▶ TASK:
Set down exactly the lines of the records from the top to the line containing "a tokio runtime."; include both.

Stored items
- - - - - - -

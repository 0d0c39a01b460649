//! Pool of tokio tasks draining the durable work queue.

use std::sync::Arc;
use tokio::sync::{watch, Mutex};
use tokio::task::JoinHandle;
use tracing::{debug, error, info};

use crate::core::ExecutionEngine;

#[derive(Clone)]
pub struct WorkerPool {
    shutdown: watch::Sender<bool>,
    workers: Arc<Mutex<Vec<JoinHandle<()>>>>,
}

impl WorkerPool {
    /// Spawns `workers` loops. Must be called inside a tokio runtime.
    pub fn start(engine: ExecutionEngine, workers: usize) -> Self {
        let (shutdown, _) = watch::channel(false);
        let prefix = uuid::Uuid::new_v4().simple().to_string();
        let handles = (0..workers.max(1))
            .map(|n| {
                let worker_id = format!("worker-{}-{n}", &prefix[..8]);
                tokio::spawn(run_worker(engine.clone(), worker_id, shutdown.subscribe()))
            })
            .collect::<Vec<_>>();
        info!(workers = handles.len(), "Worker pool started");

        Self {
            shutdown,
            workers: Arc::new(Mutex::new(handles)),
        }
    }

    /// Stops the loops after their current item and waits for them.
    pub async fn shutdown(&self) {
        let _ = self.shutdown.send(true);
        let workers = std::mem::take(&mut *self.workers.lock().await);
        for worker in workers {
            let _ = worker.await;
        }
        info!("Worker pool stopped");
    }
}

async fn run_worker(engine: ExecutionEngine, worker_id: String, mut shutdown: watch::Receiver<bool>) {
    let idle = engine.context().config.poll_interval();
    loop {
        if *shutdown.borrow() {
            break;
        }
        let worked = match engine.process_next(&worker_id).await {
            Ok(worked) => worked,
            Err(e) => {
                error!(worker_id = %worker_id, error = %e, "Worker iteration failed");
                false
            }
        };
        if worked {
            continue;
        }
        tokio::select! {
            biased;
            _ = shutdown.changed() => break,
            _ = tokio::time::sleep(idle) => {}
        }
    }
    debug!(worker_id = %worker_id, "Worker stopping");
}

#[cfg(test)]
mod tests {
    use super::*;
    use crate::config::EngineConfig;
    use crate::services::EngineContext;
    use conductor_core::{Plan, PlanNode, PlanStatus};
    use db::{create_memory_pool, run_migrations, ExecutionStore};
    use serde_json::json;
    use std::collections::HashMap;
    use std::time::Duration;

    #[tokio::test]
    async fn test_pool_runs_plan_to_completion() {
        let pool = create_memory_pool().await.unwrap();
        run_migrations(&pool).await.unwrap();
        let config = EngineConfig::default().with_poll_interval(Duration::from_millis(5));
        let engine =
            ExecutionEngine::new(Arc::new(EngineContext::new(ExecutionStore::new(pool), config)));

        let plan = Plan::new("pair", "a")
            .with_node(PlanNode::new("a", "a", "noop").with_next("b"))
            .with_node(PlanNode::new("b", "b", "noop").with_parameters(json!({"outputs": 7})));
        let execution = engine.start_plan(plan, HashMap::new()).await.unwrap();

        let workers = WorkerPool::start(engine.clone(), 2);
        let mut status = PlanStatus::Running;
        for _ in 0..400 {
            status = engine.store().plans().get(execution.id).await.unwrap().status;
            if status.is_terminal() {
                break;
            }
            tokio::time::sleep(Duration::from_millis(5)).await;
        }
        workers.shutdown().await;
        assert_eq!(status, PlanStatus::Succeeded);
    }
}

- - - - - - -

▶ WRITTEN SOLUTION:
repository 0d0c39a01b460649
//! Pool of tokio tasks draining the durable work queue.

use std::sync::Arc;
use tokio::sync::{watch, Mutex};
use tokio::task::JoinHandle;
use tracing::{debug, error, info};

use crate::core::ExecutionEngine;

#[derive(Clone)]
pub struct WorkerPool {
    shutdown: watch::Sender<bool>,
    workers: Arc<Mutex<Vec<JoinHandle<()>>>>,
}

impl WorkerPool {
    /// Spawns `workers` loops. Must be called inside a tokio runtime.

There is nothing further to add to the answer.